Word for word, copy out the records given below.

(Saved data entries)
..............................

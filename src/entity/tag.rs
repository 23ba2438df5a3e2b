use serde::{Deserialize, Serialize};

#[derive(Debug, Clone, PartialEq, Eq, Hash, Serialize, Deserialize)]
pub struct Tag {
    pub slug: String,
    #[serde(default)]
    pub name: String,
    #[serde(default)]
    pub url: String,
}

impl Tag {
    pub fn new(slug: &str) -> Self {
        Self {
            slug: slug.to_string(),
            name: slug.to_string(),
            url: String::new(),
        }
    }
}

..............................

Answer for the task ▸
filename src/entity/tag.rs
repository 23ba2438df5a3e2b
use serde::{Deserialize, Serialize};

#[derive(Debug, Clone, PartialEq, Eq, Hash, Serialize, Deserialize)]
pub struct Tag {
    pub slug: String,
    #[serde(default)]
    pub name: String,
    #[serde(default)]
    pub url: String,
}

impl Tag {
    pub fn new(slug: &str) -> Self {
        Self {
            slug: slug.to_string(),
            name: slug.to_string(),
            url: String::new(),
        }
    }
}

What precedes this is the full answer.